%%

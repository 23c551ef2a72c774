use std::io::IsTerminal;
use std::path::{Path, PathBuf};
use std::process;
use std::sync::atomic::AtomicBool;
use std::sync::Arc;
use std::time::Duration;

use clap::{Parser, Subcommand};
use tracing_subscriber::EnvFilter;

use terminal_pet::config::Config;
use terminal_pet::error::{PetError, Result};
use terminal_pet::output::{self, OutputFormat};
use terminal_pet::package::{self, formula, ArchiveSource, PackageDescriptor, ReleaseInfo};
use terminal_pet::storage::Store;
use terminal_pet::{hooks, install, render};

#[derive(Parser)]
#[command(
    name = "terminal-pet",
    about = "A tiny terminal pet that reacts to your git activity",
    version,
    author
)]
struct Cli {
    /// State directory (defaults to ~/.terminal-pet)
    #[arg(long, global = true, env = "TERMINAL_PET_HOME")]
    state_dir: Option<PathBuf>,

    /// Config file path (defaults to config.toml in the state directory)
    #[arg(long, short = 'c', global = true)]
    config: Option<PathBuf>,

    #[command(subcommand)]
    command: Option<Commands>,
}

#[derive(Subcommand)]
enum Commands {
    /// Show pet status
    Status {
        /// Output format (console, json)
        #[arg(long, short = 'f', default_value = "console")]
        format: String,

        /// Skip the animation after the status text
        #[arg(long)]
        no_animate: bool,
    },

    /// Run pet continuously, reading persisted state and rendering
    Pet {
        /// Poll interval in seconds
        #[arg(long)]
        poll_interval: Option<u64>,
    },

    /// Feed the pet an event (commit, test-pass, test-fail, merge-conflict, ...)
    Event { name: String },

    /// Install the terminal-pet binary to a default location (or provide --dest)
    Install {
        /// Destination path for the installed binary
        #[arg(long)]
        dest: Option<PathBuf>,
    },

    /// Install git post-commit hooks (Unix and Windows variants)
    HookInstall {
        /// Repository root
        #[arg(long, default_value = ".")]
        repo: PathBuf,

        /// Overwrite hooks not written by terminal-pet
        #[arg(long)]
        force: bool,
    },

    /// Generate a starter config.toml in the state directory
    Init {
        /// Overwrite existing config file
        #[arg(long)]
        force: bool,
    },

    /// Release packaging: render, check and install from a formula
    #[command(subcommand)]
    Package(PackageCommands),
}

#[derive(Subcommand)]
enum PackageCommands {
    /// Render a Homebrew formula for a GitHub release
    Render {
        #[arg(long, default_value = env!("CARGO_PKG_NAME"))]
        name: String,

        #[arg(long, default_value = "A tiny terminal pet")]
        description: String,

        /// GitHub owner/repo
        #[arg(long, default_value = "omapem/terminal-pet")]
        repo: String,

        /// Release version (semver, without the leading `v`)
        #[arg(long = "release-version", default_value = env!("CARGO_PKG_VERSION"))]
        release_version: String,

        /// Target triple of the release archive
        #[arg(long, default_value = "x86_64-unknown-linux-gnu")]
        target: String,

        /// Archive checksum (hex)
        #[arg(long, conflicts_with = "archive")]
        sha256: Option<String>,

        /// Compute the checksum from this archive
        #[arg(long)]
        archive: Option<PathBuf>,

        /// Write the formula to a file instead of stdout
        #[arg(long = "output", short = 'o')]
        out_path: Option<PathBuf>,
    },

    /// Verify a formula, optionally against its release archive
    Check {
        formula: PathBuf,

        /// Local copy of the release archive
        #[arg(long, conflicts_with = "download")]
        archive: Option<PathBuf>,

        /// Download the archive from the formula's url
        #[arg(long)]
        download: bool,

        /// Output format (console, json)
        #[arg(long, short = 'f', default_value = "console")]
        format: String,
    },

    /// Verify the archive and install the formula's binary
    Install {
        formula: PathBuf,

        /// Local copy of the release archive (downloads the url otherwise)
        #[arg(long)]
        archive: Option<PathBuf>,

        /// Target bin directory
        #[arg(long)]
        bin_dir: Option<PathBuf>,
    },

    /// Write an archive's SHA-256 into a formula
    Stamp {
        formula: PathBuf,

        #[arg(long)]
        archive: PathBuf,
    },

    /// List all packaging checks
    ListChecks,
}

fn main() {
    init_logging();
    let cli = Cli::parse();

    match run(cli) {
        Ok(exit_code) => process::exit(exit_code),
        Err(e) => {
            eprintln!("Error: {}", e);
            process::exit(e.exit_code());
        }
    }
}

fn init_logging() {
    let filter = EnvFilter::try_from_env("TERMINAL_PET_LOG")
        .unwrap_or_else(|_| EnvFilter::new("warn"));
    tracing_subscriber::fmt()
        .with_env_filter(filter)
        .with_writer(std::io::stderr)
        .with_target(false)
        .init();
}

fn run(cli: Cli) -> Result<i32> {
    let store = Store::resolve(cli.state_dir);
    let config_path = cli.config.unwrap_or_else(|| store.config_path());
    let load_config = || Config::load(&config_path);

    match cli.command {
        // `event` runs from git hooks and `init` repairs a broken config;
        // neither reads the config file.
        Some(Commands::Event { name }) => cmd_event(&store, &name),
        Some(Commands::Init { force }) => cmd_init(&config_path, force),
        None => cmd_status(&store, &config_or_default(&config_path), "console".into(), false),
        Some(Commands::Status { format, no_animate }) => {
            cmd_status(&store, &config_or_default(&config_path), format, no_animate)
        }
        Some(Commands::Pet { poll_interval }) => cmd_pet(&store, &load_config()?, poll_interval),
        Some(Commands::Install { dest }) => cmd_install(&load_config()?, dest),
        Some(Commands::HookInstall { repo, force }) => {
            cmd_hook_install(&load_config()?, &repo, force)
        }
        Some(Commands::Package(cmd)) => cmd_package(&load_config()?, cmd),
    }
}

fn config_or_default(path: &Path) -> Config {
    Config::load(path).unwrap_or_else(|e| {
        tracing::warn!(error = %e, path = %path.display(), "ignoring invalid config, using defaults");
        Config::default()
    })
}

fn parse_format(format_str: &str) -> OutputFormat {
    OutputFormat::from_str_lenient(format_str).unwrap_or_else(|| {
        eprintln!("Warning: unknown format '{}', using console", format_str);
        OutputFormat::Console
    })
}

fn cmd_status(store: &Store, config: &Config, format_str: String, no_animate: bool) -> Result<i32> {
    let format = parse_format(&format_str);
    let report = terminal_pet::status(store);
    print!("{}", output::render_status(&report, format)?);

    let animate = !no_animate && format == OutputFormat::Console && std::io::stdout().is_terminal();
    if animate {
        render::render_once(
            &mut std::io::stdout(),
            report.state.mood,
            config.pet.frame_delay(),
        )?;
    }
    Ok(0)
}

fn cmd_pet(store: &Store, config: &Config, poll_interval: Option<u64>) -> Result<i32> {
    let secs = poll_interval.unwrap_or(config.pet.poll_interval_secs).max(1);
    println!("Starting pet mode (press Ctrl+C to quit). Reading state and rendering...");

    let shutdown = Arc::new(AtomicBool::new(false));
    for signal in [signal_hook::consts::SIGINT, signal_hook::consts::SIGTERM] {
        signal_hook::flag::register(signal, Arc::clone(&shutdown))?;
    }

    render::run_loop(
        &mut std::io::stdout(),
        store,
        Duration::from_secs(secs),
        config.pet.frame_delay(),
        shutdown,
    )?;
    Ok(0)
}

fn cmd_event(store: &Store, name: &str) -> Result<i32> {
    let saved = terminal_pet::record_event(store, name)?;
    println!(
        "Applied event: {}\nNew state: mood={} energy={} xp={} level={}",
        name, saved.mood, saved.energy, saved.xp, saved.level
    );
    Ok(0)
}

fn cmd_install(config: &Config, dest: Option<PathBuf>) -> Result<i32> {
    let dest = match dest {
        Some(d) => d,
        None => install::default_destination(config.install.bin_dir.as_deref())?,
    };
    let installed = install::install_self(&dest)?;
    println!("Installed terminal-pet to {}", installed.display());
    Ok(0)
}

fn cmd_hook_install(config: &Config, repo: &Path, force: bool) -> Result<i32> {
    let binary = install::installed_binary(config.install.bin_dir.as_deref());
    match hooks::install_post_commit(repo, binary.as_deref(), force || config.hooks.force) {
        Ok(installed) => {
            println!("Installed post-commit hook at {}", installed.unix.display());
            println!(
                "Installed Windows post-commit hook at {}",
                installed.windows.display()
            );
            Ok(0)
        }
        Err(PetError::HookConflict(path)) => {
            eprintln!(
                "{} already exists and was not written by terminal-pet. Use --force to overwrite.",
                path.display()
            );
            Ok(1)
        }
        Err(e) => Err(e),
    }
}

fn cmd_init(path: &Path, force: bool) -> Result<i32> {
    if path.exists() && !force {
        eprintln!("{} already exists. Use --force to overwrite.", path.display());
        return Ok(1);
    }
    if let Some(parent) = path.parent() {
        std::fs::create_dir_all(parent)?;
    }
    std::fs::write(path, Config::starter_toml())?;
    println!("Created {}", path.display());
    Ok(0)
}

fn cmd_package(config: &Config, cmd: PackageCommands) -> Result<i32> {
    match cmd {
        PackageCommands::Render {
            name,
            description,
            repo,
            release_version,
            target,
            sha256,
            archive,
            out_path,
        } => {
            let version = semver::Version::parse(&release_version).map_err(|e| {
                PetError::Descriptor(format!("version '{}': {}", release_version, e))
            })?;
            let release = ReleaseInfo {
                name,
                description,
                repo,
                version,
                target,
            };
            let sha256 = match (sha256, archive) {
                (Some(sha), _) => sha,
                (None, Some(path)) => package::archive::sha256_hex(&std::fs::read(path)?),
                (None, None) => package::PLACEHOLDER_SHA256.to_string(),
            };
            let rendered = formula::render(&PackageDescriptor::for_release(&release, sha256));
            match out_path {
                Some(out) => std::fs::write(&out, &rendered)?,
                None => print!("{}", rendered),
            }
            Ok(0)
        }

        PackageCommands::Check {
            formula: formula_path,
            archive,
            download,
            format,
        } => {
            let format = parse_format(&format);
            let source = match (archive, download) {
                (Some(path), _) => Some(ArchiveSource::File(path)),
                (None, true) => Some(ArchiveSource::Download(
                    terminal_pet::load_formula(&formula_path)?.url,
                )),
                (None, false) => None,
            };
            let report = terminal_pet::check_formula(&formula_path, source.as_ref())?;
            print!("{}", output::render_check_report(&report, format)?);

            // Exit code: 0 = pass, 1 = a check failed
            Ok(if report.verdict.pass { 0 } else { 1 })
        }

        PackageCommands::Install {
            formula: formula_path,
            archive,
            bin_dir,
        } => {
            let bin_dir = match bin_dir.or_else(|| config.install.bin_dir.clone()) {
                Some(dir) => dir,
                None => install::default_bin_dir(&dirs::home_dir().ok_or(PetError::NoHomeDir)?),
            };
            let dest = terminal_pet::install_formula(&formula_path, archive.as_deref(), &bin_dir)?;
            println!("Installed {}", dest.display());
            Ok(0)
        }

        PackageCommands::Stamp {
            formula: formula_path,
            archive,
        } => {
            let sha = package::archive::sha256_hex(&std::fs::read(&archive)?);
            let text = std::fs::read_to_string(&formula_path)?;
            std::fs::write(&formula_path, formula::stamp(&text, &sha)?)?;
            println!("sha256 {} written to {}", sha, formula_path.display());
            Ok(0)
        }

        PackageCommands::ListChecks => {
            println!("{:<10} NAME", "ID");
            println!("{}", "-".repeat(40));
            for (id, name) in package::CheckEngine::new().list_checks() {
                println!("{:<10} {}", id, name);
            }
            Ok(0)
        }
    }
}
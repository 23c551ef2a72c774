mod builtin;

use serde::{Deserialize, Serialize};

use super::PackageDescriptor;

/// Everything a packaging check may look at.
pub struct CheckContext<'a> {
    pub descriptor: &'a PackageDescriptor,
    /// Release archive bytes, when one was supplied or downloaded.
    pub archive: Option<&'a [u8]>,
}

/// A packaging-integrity check.
pub trait Check: Send + Sync {
    /// Stable identifier (e.g., "PKG-005").
    fn id(&self) -> &'static str;

    /// Human-readable check name.
    fn name(&self) -> &'static str;

    /// Run the check. Returns the status and an explanation.
    fn run(&self, ctx: &CheckContext<'_>) -> (CheckStatus, String);
}

#[derive(Debug, Clone, Copy, PartialEq, Eq, Hash, Serialize, Deserialize)]
#[serde(rename_all = "lowercase")]
pub enum CheckStatus {
    Pass,
    Fail,
    /// Needs an archive and none was given.
    Skipped,
}

impl std::fmt::Display for CheckStatus {
    fn fmt(&self, f: &mut std::fmt::Formatter<'_>) -> std::fmt::Result {
        match self {
            Self::Pass => write!(f, "pass"),
            Self::Fail => write!(f, "fail"),
            Self::Skipped => write!(f, "skipped"),
        }
    }
}

#[derive(Debug, Clone, Serialize, Deserialize)]
pub struct CheckResult {
    pub id: String,
    pub name: String,
    pub status: CheckStatus,
    pub message: String,
}

/// Final pass/fail decision over all check results.
#[derive(Debug, Clone, Serialize, Deserialize)]
pub struct Verdict {
    pub pass: bool,
    pub passed: usize,
    pub failed: usize,
    pub skipped: usize,
}

impl Verdict {
    pub fn from_results(results: &[CheckResult]) -> Self {
        let count = |status: CheckStatus| results.iter().filter(|r| r.status == status).count();
        let failed = count(CheckStatus::Fail);
        Self {
            pass: failed == 0,
            passed: count(CheckStatus::Pass),
            failed,
            skipped: count(CheckStatus::Skipped),
        }
    }
}

/// Complete check report for one descriptor.
#[derive(Debug, Clone, Serialize, Deserialize)]
pub struct CheckReport {
    pub package: String,
    pub version: String,
    pub results: Vec<CheckResult>,
    pub verdict: Verdict,
}

/// Runs every registered check against a descriptor.
pub struct CheckEngine {
    checks: Vec<Box<dyn Check>>,
}

impl CheckEngine {
    /// Create a new engine with all built-in checks registered.
    pub fn new() -> Self {
        Self {
            checks: builtin::all_checks(),
        }
    }

    pub fn run(&self, descriptor: &PackageDescriptor, archive: Option<&[u8]>) -> CheckReport {
        let ctx = CheckContext {
            descriptor,
            archive,
        };
        let results: Vec<CheckResult> = self
            .checks
            .iter()
            .map(|check| {
                let (status, message) = check.run(&ctx);
                if status == CheckStatus::Fail {
                    tracing::warn!(check = check.id(), %message, "package check failed");
                }
                CheckResult {
                    id: check.id().into(),
                    name: check.name().into(),
                    status,
                    message,
                }
            })
            .collect();
        let verdict = Verdict::from_results(&results);
        CheckReport {
            package: descriptor.name.clone(),
            version: descriptor.version.clone(),
            results,
            verdict,
        }
    }

    /// (id, name) of every registered check.
    pub fn list_checks(&self) -> Vec<(&'static str, &'static str)> {
        self.checks.iter().map(|c| (c.id(), c.name())).collect()
    }
}

impl Default for CheckEngine {
    fn default() -> Self {
        Self::new()
    }
}

#[cfg(test)]
mod tests {
    use super::*;
    use crate::package::test_support::{descriptor_for, tarball};
    use crate::package::PLACEHOLDER_SHA256;

    fn status_of(report: &CheckReport, id: &str) -> CheckStatus {
        report
            .results
            .iter()
            .find(|r| r.id == id)
            .map(|r| r.status)
            .unwrap()
    }

    #[test]
    fn good_release_passes_everything() {
        let archive = tarball(&[("terminal-pet", "bin")]);
        let d = descriptor_for(&archive);
        let report = CheckEngine::new().run(&d, Some(&archive));
        assert!(report.verdict.pass, "{:?}", report.results);
        assert_eq!(report.verdict.failed, 0);
        assert_eq!(report.verdict.skipped, 0);
        assert_eq!(report.verdict.passed, CheckEngine::new().list_checks().len());
    }

    #[test]
    fn archive_checks_skip_without_archive() {
        let d = descriptor_for(b"whatever");
        let report = CheckEngine::new().run(&d, None);
        assert!(report.verdict.pass);
        assert_eq!(status_of(&report, "PKG-005"), CheckStatus::Skipped);
        assert_eq!(status_of(&report, "PKG-006"), CheckStatus::Skipped);
    }

    #[test]
    fn placeholder_checksum_fails() {
        let mut d = descriptor_for(b"x");
        d.sha256 = PLACEHOLDER_SHA256.into();
        let report = CheckEngine::new().run(&d, None);
        assert!(!report.verdict.pass);
        assert_eq!(status_of(&report, "PKG-003"), CheckStatus::Fail);
    }

    #[test]
    fn tampered_archive_fails_checksum() {
        let archive = tarball(&[("terminal-pet", "bin")]);
        let d = descriptor_for(&archive);
        let other = tarball(&[("terminal-pet", "evil")]);
        let report = CheckEngine::new().run(&d, Some(&other));
        assert_eq!(status_of(&report, "PKG-005"), CheckStatus::Fail);
        assert_eq!(status_of(&report, "PKG-006"), CheckStatus::Pass);
    }

    #[test]
    fn version_must_match_url_tag() {
        let mut d = descriptor_for(b"x");
        d.version = "0.2.0".into();
        let report = CheckEngine::new().run(&d, None);
        assert_eq!(status_of(&report, "PKG-004"), CheckStatus::Fail);
    }

    #[test]
    fn missing_binary_fails() {
        let archive = tarball(&[("README.md", "hi")]);
        let d = descriptor_for(&archive);
        let report = CheckEngine::new().run(&d, Some(&archive));
        assert_eq!(status_of(&report, "PKG-006"), CheckStatus::Fail);
    }
}
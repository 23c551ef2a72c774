//! Placing the `terminal-pet` executable into a bin directory.

use std::fs;
use std::path::{Path, PathBuf};

use crate::error::{PetError, Result};

#[cfg(windows)]
pub const BINARY_NAME: &str = "terminal-pet.exe";
#[cfg(not(windows))]
pub const BINARY_NAME: &str = "terminal-pet";

/// Platform default bin directory under `home`.
pub fn default_bin_dir(home: &Path) -> PathBuf {
    if cfg!(windows) {
        home.join("AppData")
            .join("Local")
            .join("Programs")
            .join("terminal-pet")
    } else {
        home.join(".local").join("bin")
    }
}

/// Where `install` puts the binary when no destination is given.
pub fn default_destination(bin_dir: Option<&Path>) -> Result<PathBuf> {
    let dir = match bin_dir {
        Some(dir) => dir.to_path_buf(),
        None => default_bin_dir(&dirs::home_dir().ok_or(PetError::NoHomeDir)?),
    };
    Ok(dir.join(BINARY_NAME))
}

/// The installed binary, if one exists at the default location.
pub fn installed_binary(bin_dir: Option<&Path>) -> Option<PathBuf> {
    default_destination(bin_dir).ok().filter(|p| p.exists())
}

/// Write `bytes` to `dest` as an executable file.
pub fn write_executable(dest: &Path, bytes: &[u8]) -> Result<()> {
    if let Some(parent) = dest.parent() {
        fs::create_dir_all(parent)?;
    }
    fs::write(dest, bytes)?;
    make_executable(dest)?;
    Ok(())
}

/// Copy the currently running executable to `dest`.
pub fn install_self(dest: &Path) -> Result<PathBuf> {
    let current = std::env::current_exe()?;
    if let Some(parent) = dest.parent() {
        fs::create_dir_all(parent)?;
    }
    fs::copy(&current, dest)?;
    make_executable(dest)?;
    tracing::info!(
        from = %current.display(),
        to = %dest.display(),
        "installed terminal-pet"
    );
    Ok(dest.to_path_buf())
}

#[cfg(unix)]
pub(crate) fn make_executable(path: &Path) -> Result<()> {
    use std::os::unix::fs::PermissionsExt;
    fs::set_permissions(path, fs::Permissions::from_mode(0o755))?;
    Ok(())
}

#[cfg(not(unix))]
pub(crate) fn make_executable(_path: &Path) -> Result<()> {
    Ok(())
}

#[cfg(test)]
mod tests {
    use super::*;
    use tempfile::tempdir;

    #[test]
    fn default_destination_uses_configured_dir() {
        let dir = tempdir().unwrap();
        let dest = default_destination(Some(dir.path())).unwrap();
        assert_eq!(dest, dir.path().join(BINARY_NAME));
    }

    #[cfg(unix)]
    #[test]
    fn unix_default_is_local_bin() {
        assert_eq!(
            default_bin_dir(Path::new("/home/pet")),
            PathBuf::from("/home/pet/.local/bin")
        );
    }

    #[test]
    fn installed_binary_requires_existing_file() {
        let dir = tempdir().unwrap();
        assert!(installed_binary(Some(dir.path())).is_none());
        write_executable(&dir.path().join(BINARY_NAME), b"#!/bin/sh\n").unwrap();
        assert!(installed_binary(Some(dir.path())).is_some());
    }

    #[cfg(unix)]
    #[test]
    fn write_executable_sets_mode() {
        use std::os::unix::fs::PermissionsExt;
        let dir = tempdir().unwrap();
        let dest = dir.path().join("sub").join("tool");
        write_executable(&dest, b"bin").unwrap();
        let mode = fs::metadata(&dest).unwrap().permissions().mode();
        assert_eq!(mode & 0o777, 0o755);
    }

    #[test]
    fn install_self_copies_running_executable() {
        let dir = tempdir().unwrap();
        let dest = dir.path().join("bin").join(BINARY_NAME);
        install_self(&dest).unwrap();
        let current = std::env::current_exe().unwrap();
        assert_eq!(
            fs::metadata(&dest).unwrap().len(),
            fs::metadata(current).unwrap().len()
        );
    }
}
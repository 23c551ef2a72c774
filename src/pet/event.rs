use std::str::FromStr;

use serde::{Deserialize, Serialize};

use crate::error::PetError;

/// Developer activity the pet reacts to.
#[derive(Debug, Clone, Copy, PartialEq, Eq, Hash, Serialize, Deserialize)]
#[serde(rename_all = "kebab-case")]
pub enum Event {
    Commit,
    TestPass,
    TestFail,
    MergeConflict,
    Inactivity,
    NpmInstall,
    ForcePushMain,
    FridayDeploy,
    BugFix,
}

/// Suggestions further away than this are noise.
const MAX_SUGGESTION_DISTANCE: usize = 3;

impl Event {
    pub const ALL: [Event; 9] = [
        Event::Commit,
        Event::TestPass,
        Event::TestFail,
        Event::MergeConflict,
        Event::Inactivity,
        Event::NpmInstall,
        Event::ForcePushMain,
        Event::FridayDeploy,
        Event::BugFix,
    ];

    /// Kebab-case name used on the command line and in hooks.
    pub fn name(self) -> &'static str {
        match self {
            Self::Commit => "commit",
            Self::TestPass => "test-pass",
            Self::TestFail => "test-fail",
            Self::MergeConflict => "merge-conflict",
            Self::Inactivity => "inactivity",
            Self::NpmInstall => "npm-install",
            Self::ForcePushMain => "force-push-main",
            Self::FridayDeploy => "friday-deploy",
            Self::BugFix => "bug-fix",
        }
    }

    /// Accepts any case and `_` in place of `-`.
    pub fn from_str_lenient(s: &str) -> Option<Self> {
        let normalized = s.trim().to_lowercase().replace('_', "-");
        Self::ALL.into_iter().find(|e| e.name() == normalized)
    }

    /// Closest known event name, if any is near enough to be a typo.
    pub fn suggest(s: &str) -> Option<&'static str> {
        let normalized = s.trim().to_lowercase().replace('_', "-");
        Self::ALL
            .iter()
            .map(|e| (e.name(), levenshtein::levenshtein(&normalized, e.name())))
            .filter(|&(_, d)| d <= MAX_SUGGESTION_DISTANCE)
            .min_by_key(|&(_, d)| d)
            .map(|(name, _)| name)
    }
}

impl std::fmt::Display for Event {
    fn fmt(&self, f: &mut std::fmt::Formatter<'_>) -> std::fmt::Result {
        f.write_str(self.name())
    }
}

impl FromStr for Event {
    type Err = PetError;

    fn from_str(s: &str) -> Result<Self, Self::Err> {
        Self::from_str_lenient(s).ok_or_else(|| PetError::UnknownEvent {
            name: s.to_string(),
            suggestion: Self::suggest(s).map(str::to_string),
        })
    }
}

#[cfg(test)]
mod tests {
    use super::*;

    #[test]
    fn parses_every_name() {
        for event in Event::ALL {
            assert_eq!(event.name().parse::<Event>().unwrap(), event);
        }
    }

    #[test]
    fn parsing_is_lenient() {
        assert_eq!(Event::from_str_lenient("TEST_PASS"), Some(Event::TestPass));
        assert_eq!(Event::from_str_lenient(" Bug-Fix "), Some(Event::BugFix));
    }

    #[test]
    fn unknown_event_suggests_closest() {
        let err = "comit".parse::<Event>().unwrap_err();
        match err {
            PetError::UnknownEvent { name, suggestion } => {
                assert_eq!(name, "comit");
                assert_eq!(suggestion.as_deref(), Some("commit"));
            }
            other => panic!("unexpected error: {other}"),
        }
    }

    #[test]
    fn far_off_names_get_no_suggestion() {
        assert_eq!(Event::suggest("rewrite-history-everywhere"), None);
    }

    #[test]
    fn serde_uses_kebab_case() {
        let json = serde_json::to_string(&Event::ForcePushMain).unwrap();
        assert_eq!(json, "\"force-push-main\"");
    }
}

%%

Task ▸ Print the lines above from the one with "fn cmd_event(store: &Store, name: &str)" through the one with "if path.exists() &&", both included, exactly as written and nothing more.

Written answer ▸
fn cmd_event(store: &Store, name: &str) -> Result<i32> {
    let saved = terminal_pet::record_event(store, name)?;
    println!(
        "Applied event: {}\nNew state: mood={} energy={} xp={} level={}",
        name, saved.mood, saved.energy, saved.xp, saved.level
    );
    Ok(0)
}

fn cmd_install(config: &Config, dest: Option<PathBuf>) -> Result<i32> {
    let dest = match dest {
        Some(d) => d,
        None => install::default_destination(config.install.bin_dir.as_deref())?,
    };
    let installed = install::install_self(&dest)?;
    println!("Installed terminal-pet to {}", installed.display());
    Ok(0)
}

fn cmd_hook_install(config: &Config, repo: &Path, force: bool) -> Result<i32> {
    let binary = install::installed_binary(config.install.bin_dir.as_deref());
    match hooks::install_post_commit(repo, binary.as_deref(), force || config.hooks.force) {
        Ok(installed) => {
            println!("Installed post-commit hook at {}", installed.unix.display());
            println!(
                "Installed Windows post-commit hook at {}",
                installed.windows.display()
            );
            Ok(0)
        }
        Err(PetError::HookConflict(path)) => {
            eprintln!(
                "{} already exists and was not written by terminal-pet. Use --force to overwrite.",
                path.display()
            );
            Ok(1)
        }
        Err(e) => Err(e),
    }
}

fn cmd_init(path: &Path, force: bool) -> Result<i32> {
    if path.exists() && !force {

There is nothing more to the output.